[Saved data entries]
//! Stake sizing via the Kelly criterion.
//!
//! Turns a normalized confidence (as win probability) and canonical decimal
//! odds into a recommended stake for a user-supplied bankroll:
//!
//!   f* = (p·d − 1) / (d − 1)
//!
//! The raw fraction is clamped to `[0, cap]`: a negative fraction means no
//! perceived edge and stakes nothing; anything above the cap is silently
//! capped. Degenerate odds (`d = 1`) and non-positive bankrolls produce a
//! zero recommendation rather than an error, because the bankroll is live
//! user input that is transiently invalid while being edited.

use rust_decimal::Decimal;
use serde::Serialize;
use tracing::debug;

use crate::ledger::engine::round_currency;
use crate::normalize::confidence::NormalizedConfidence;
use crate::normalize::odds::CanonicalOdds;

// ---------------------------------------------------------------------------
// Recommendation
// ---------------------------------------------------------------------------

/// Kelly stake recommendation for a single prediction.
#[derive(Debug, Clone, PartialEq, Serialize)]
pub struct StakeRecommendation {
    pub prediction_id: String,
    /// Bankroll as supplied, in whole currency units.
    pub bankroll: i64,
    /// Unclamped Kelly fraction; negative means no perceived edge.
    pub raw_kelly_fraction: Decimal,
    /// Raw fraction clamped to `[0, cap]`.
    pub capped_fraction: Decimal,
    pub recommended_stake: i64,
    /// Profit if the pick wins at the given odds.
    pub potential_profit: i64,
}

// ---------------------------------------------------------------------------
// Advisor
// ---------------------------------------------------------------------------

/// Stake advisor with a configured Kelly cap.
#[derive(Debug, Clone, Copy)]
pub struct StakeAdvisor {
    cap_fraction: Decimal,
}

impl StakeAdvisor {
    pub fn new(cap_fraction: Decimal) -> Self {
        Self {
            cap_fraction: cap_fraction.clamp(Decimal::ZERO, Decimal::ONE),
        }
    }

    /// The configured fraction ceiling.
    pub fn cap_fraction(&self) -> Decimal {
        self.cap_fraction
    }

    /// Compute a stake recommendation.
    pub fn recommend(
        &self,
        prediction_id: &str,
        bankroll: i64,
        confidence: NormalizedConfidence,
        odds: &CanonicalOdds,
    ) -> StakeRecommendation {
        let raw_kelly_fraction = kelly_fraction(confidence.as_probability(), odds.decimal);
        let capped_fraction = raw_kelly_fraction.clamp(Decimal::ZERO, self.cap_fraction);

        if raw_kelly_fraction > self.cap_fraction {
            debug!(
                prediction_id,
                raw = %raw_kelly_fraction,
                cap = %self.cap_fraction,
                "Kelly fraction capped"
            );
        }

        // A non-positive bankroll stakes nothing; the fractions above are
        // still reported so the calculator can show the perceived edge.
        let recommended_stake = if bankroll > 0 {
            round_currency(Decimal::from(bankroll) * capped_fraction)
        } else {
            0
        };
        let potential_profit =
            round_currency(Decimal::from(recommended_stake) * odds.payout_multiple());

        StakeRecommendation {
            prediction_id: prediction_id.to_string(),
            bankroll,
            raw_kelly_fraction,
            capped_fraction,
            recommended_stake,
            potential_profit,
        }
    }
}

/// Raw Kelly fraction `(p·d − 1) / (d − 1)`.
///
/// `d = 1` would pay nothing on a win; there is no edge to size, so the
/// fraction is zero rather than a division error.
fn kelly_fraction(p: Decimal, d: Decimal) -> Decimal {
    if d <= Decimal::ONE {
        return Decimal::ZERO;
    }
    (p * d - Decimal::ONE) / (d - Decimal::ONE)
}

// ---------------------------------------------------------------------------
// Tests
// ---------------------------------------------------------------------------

* * *

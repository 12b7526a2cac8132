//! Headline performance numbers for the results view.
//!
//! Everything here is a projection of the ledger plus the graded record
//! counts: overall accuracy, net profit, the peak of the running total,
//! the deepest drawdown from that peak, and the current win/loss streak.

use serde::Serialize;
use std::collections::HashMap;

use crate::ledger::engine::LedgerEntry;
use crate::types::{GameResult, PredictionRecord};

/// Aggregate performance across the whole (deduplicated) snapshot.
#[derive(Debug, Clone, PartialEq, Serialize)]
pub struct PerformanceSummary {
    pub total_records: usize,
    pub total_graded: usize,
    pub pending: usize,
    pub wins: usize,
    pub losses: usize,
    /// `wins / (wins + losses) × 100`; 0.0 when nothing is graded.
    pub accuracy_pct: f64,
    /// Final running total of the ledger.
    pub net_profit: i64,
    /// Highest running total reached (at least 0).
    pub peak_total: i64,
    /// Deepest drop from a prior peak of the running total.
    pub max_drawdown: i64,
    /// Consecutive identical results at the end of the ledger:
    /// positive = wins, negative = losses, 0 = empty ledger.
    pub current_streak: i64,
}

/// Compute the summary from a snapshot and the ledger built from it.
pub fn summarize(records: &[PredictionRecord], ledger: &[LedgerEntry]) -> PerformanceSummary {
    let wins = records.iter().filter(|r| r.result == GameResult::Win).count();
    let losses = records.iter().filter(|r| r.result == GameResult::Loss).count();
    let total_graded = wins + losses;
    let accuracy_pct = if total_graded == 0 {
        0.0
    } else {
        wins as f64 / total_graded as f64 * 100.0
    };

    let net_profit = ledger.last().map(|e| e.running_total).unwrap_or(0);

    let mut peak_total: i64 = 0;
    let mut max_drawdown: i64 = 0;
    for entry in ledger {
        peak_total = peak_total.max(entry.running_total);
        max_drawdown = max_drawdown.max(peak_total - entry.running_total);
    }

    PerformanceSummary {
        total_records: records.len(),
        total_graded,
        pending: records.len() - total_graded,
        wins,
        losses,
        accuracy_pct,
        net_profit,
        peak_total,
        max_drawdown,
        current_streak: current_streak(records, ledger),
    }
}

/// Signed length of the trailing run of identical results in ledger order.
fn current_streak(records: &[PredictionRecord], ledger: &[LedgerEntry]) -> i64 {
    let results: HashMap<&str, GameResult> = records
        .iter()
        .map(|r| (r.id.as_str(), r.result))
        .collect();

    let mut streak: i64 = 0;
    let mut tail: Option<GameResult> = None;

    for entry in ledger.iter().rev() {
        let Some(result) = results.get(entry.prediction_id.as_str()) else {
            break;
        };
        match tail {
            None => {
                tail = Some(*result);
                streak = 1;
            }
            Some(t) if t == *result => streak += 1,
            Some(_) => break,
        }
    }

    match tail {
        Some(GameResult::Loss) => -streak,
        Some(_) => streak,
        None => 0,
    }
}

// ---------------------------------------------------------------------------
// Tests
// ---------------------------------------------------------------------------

→ **Problem to solve**
The lines above that hold the word "struct" are the ones to copy.

→ **Result**
pub struct StakeRecommendation {
pub struct StakeAdvisor {
pub struct PerformanceSummary {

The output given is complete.